Fred Bronstein, dean of the Peabody Institute

Image caption: Fred Bronstein on the mezzanine of Peabody's Grand Arcade.

Image credit: Marshall Clarke

"What I still tell people is you still have to be the best player you can be, but it's no longer enough," Bronstein says during an October interview, echoing a sentiment he had expressed many times since being named dean in March. "It's a very competitive world out there, and you've got to be able to do other things if you're going to have a better chance of being able to navigate that increasingly complex professional world."

The 58-year-old Bronstein comes to Peabody after nearly two decades of working in that complex world of the American orchestra. As the former president and CEO of the Omaha, Dallas, and, most recently, St. Louis symphonies, Bronstein navigated two of the more turbulent decades in American orchestra history. Orchestras in the United States, at their inception, were modeled on their European counterparts, and over the 20th century those American classical music institutions tried to distinguish what made them "American."

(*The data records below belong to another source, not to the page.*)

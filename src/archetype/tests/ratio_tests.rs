//! Tests for zone share ratios

use super::*;

fn approx(a: f64, b: f64) -> bool {
    (a - b).abs() < 1e-9
}

#[test]
fn test_ratios_from_named_zones() {
    let rows = create_zones(&[
        (zones::LOW_SLOT, 50),
        (zones::HIGH_SLOT, 30),
        (zones::CREASE, 10),
        (zones::L_NET_SIDE, 5),
        (zones::R_NET_SIDE, 5),
        (zones::L_POINT, 12),
        (zones::R_POINT, 8),
        (zones::CENTER_POINT, 5),
        (zones::L_CIRCLE, 15),
        (zones::R_CIRCLE, 25),
        (zones::L_CORNER, 2),
        (zones::R_CORNER, 1),
        (zones::BEHIND_THE_NET, 2),
        (zones::OUTSIDE_L, 3),
        (zones::OUTSIDE_R, 3),
        (zones::BEYOND_RED_LINE, 2),
        (zones::OFFENSIVE_NEUTRAL_ZONE, 2),
    ]);
    let all = totals(Position::All, 200, 20);
    let forwards = totals(Position::Forwards, 150, 16);
    let defense = totals(Position::Defense, 50, 4);

    let ratios = ZoneRatios::compute(&rows, &all, Some(&forwards), Some(&defense));

    assert!(approx(ratios.high_danger, 70.0 / 200.0));
    assert!(approx(ratios.point_share, 25.0 / 200.0));
    assert!(approx(ratios.circle_share, 40.0 / 200.0));
    assert!(approx(ratios.net_front, 20.0 / 200.0));
    assert!(approx(ratios.corner_share, 5.0 / 200.0));
    assert!(approx(ratios.crease_rate, 10.0 / 200.0));
    assert!(approx(ratios.low_slot_rate, 50.0 / 200.0));
    assert!(approx(ratios.slot_share, 80.0 / 200.0));
    assert!(approx(ratios.perimeter_share, 10.0 / 200.0));
    assert!(approx(ratios.def_ratio.unwrap(), 0.25));
}

#[test]
fn test_missing_zones_contribute_zero() {
    let rows = create_zones(&[(zones::CREASE, 20)]);
    let all = totals(Position::All, 100, 5);

    let ratios = ZoneRatios::compute(&rows, &all, None, None);

    assert!(approx(ratios.crease_rate, 0.2));
    assert!(approx(ratios.high_danger, 0.2));
    assert!(approx(ratios.net_front, 0.2));
    assert_eq!(ratios.low_slot_rate, 0.0);
    assert_eq!(ratios.point_share, 0.0);
    assert_eq!(ratios.corner_share, 0.0);
}

#[test]
fn test_zero_total_uses_unit_divisor() {
    let rows = create_zones(&[(zones::LOW_SLOT, 0), (zones::CREASE, 0)]);
    let all = totals(Position::All, 0, 0);

    let ratios = ZoneRatios::compute(&rows, &all, None, None);

    assert_eq!(ratios.high_danger, 0.0);
    assert!(ratios.high_danger.is_finite());
    assert!(ratios.low_slot_rate.is_finite());
}

#[test]
fn test_def_ratio_absent_without_skater_shots() {
    let rows = create_zones(&[(zones::LOW_SLOT, 10)]);
    let all = totals(Position::All, 10, 1);
    let zero_f = totals(Position::Forwards, 0, 0);
    let zero_d = totals(Position::Defense, 0, 0);

    assert!(ZoneRatios::compute(&rows, &all, None, None).def_ratio.is_none());
    assert!(
        ZoneRatios::compute(&rows, &all, Some(&zero_f), Some(&zero_d))
            .def_ratio
            .is_none()
    );

    // Only defense shots recorded
    let d_only = totals(Position::Defense, 10, 1);
    let ratios = ZoneRatios::compute(&rows, &all, None, Some(&d_only));
    assert_eq!(ratios.def_ratio, Some(1.0));
}

#[test]
fn test_duplicate_zone_rows_use_first() {
    let mut rows = create_zones(&[(zones::CREASE, 10)]);
    rows.push(zone(zones::CREASE, 90, 0));
    let all = totals(Position::All, 100, 1);

    let ratios = ZoneRatios::compute(&rows, &all, None, None);
    assert!(approx(ratios.crease_rate, 0.1));
}
//! Tests for the archetype classifier
//!
//! Ratio extraction, tier and band mapping, and the ordered rule cascade.

pub mod ratio_tests;

// Test helper functions and fixtures
use crate::archetype::{
    Archetype, ArchetypeFamily, BALANCED, RULES, RankBands, ShotSignals, Tier, ZoneRatios,
    classify, classify_with,
};
use crate::config::{BandFractions, RatioThreshold, ShotMapConfig, TierThresholds};
use crate::constants::zones;
use crate::fixtures::{ranked_totals, totals, zone};
use crate::models::{Position, TotalStat, ZoneStat};

/// Signals with every tier below mid and no rank band set
pub fn create_quiet_signals() -> ShotSignals {
    ShotSignals {
        high_danger: Tier::Below,
        crease: Tier::Below,
        low_slot: Tier::Below,
        point: Tier::Below,
        circle: Tier::Below,
        net_front: Tier::Below,
        corner: Tier::Below,
        defense_driven: false,
        forward_driven: false,
        sog: RankBands::default(),
        shooting: RankBands::default(),
        goals: RankBands::default(),
    }
}

/// Bands for a rank in a 32-team pool
pub fn bands_32(rank: u32) -> RankBands {
    RankBands::from_rank(rank, 32, &BandFractions::default())
}

/// Zone rows from (area, sog) pairs with one goal each where shots exist
pub fn create_zones(rows: &[(&str, u32)]) -> Vec<ZoneStat> {
    rows.iter()
        .map(|&(area, sog)| zone(area, sog, sog.min(1)))
        .collect()
}

/// Label of the first rule matching, or the balanced fallback
pub fn label_for(signals: &ShotSignals) -> &'static str {
    crate::archetype::rules::first_match(signals).label
}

One argument of how they did that is by embracing market forces: Whatever filled the house worked. And what did that most consistently were stars, be they conductors such as Arturo Toscanini or soloists such as pianist Vladimir Horowitz. In this scenario—which is much more richly developed by journalist, educator, and Post-Classical Ensemble executive director Joseph Horowitz in Classical Music in America—the audience, repertoire, and relevance of the American orchestra constricted as they anchored themselves to audiences that could afford to pay to see stars perform the great works of the 18th- and 19th-century European canon.

Living composers, new audiences, engagement with the cities they called home—these weren't concerns in this model, and the perceived cultural and economic distances orchestras put between themselves and their communities incubated the crisis in classical music discussions that have percolated through the industry for at least the past 30 years. Subscriptions are down, classical radio stations are disappearing, sales of classical music recordings remain minute, orchestras have increasingly contentious relationships with their performers unions; all contribute to the business challenges facing orchestras. In 1993 the American Symphony Orchestra League issued a report titled "Americanizing the American Orchestra," which laid out a number of the concerns that orchestras have faced ever since.

In conversation, Bronstein frequently turns to the orchestra as an analogy for the conservatory—in terms of their missions, the challenges they face, and the ways they need to evolve. "One of the discussions that developed over many, many years is how are orchestras uniquely American? How are they unique to their communities?" he says. "Finding ways to answer that is a really important part of what an orchestra needs to do today. And when you look at the orchestras that are not just surviving but thriving, they see their core business as putting on classical concerts, but they have surrounded that with different types of music that they present, and with community and educational activities.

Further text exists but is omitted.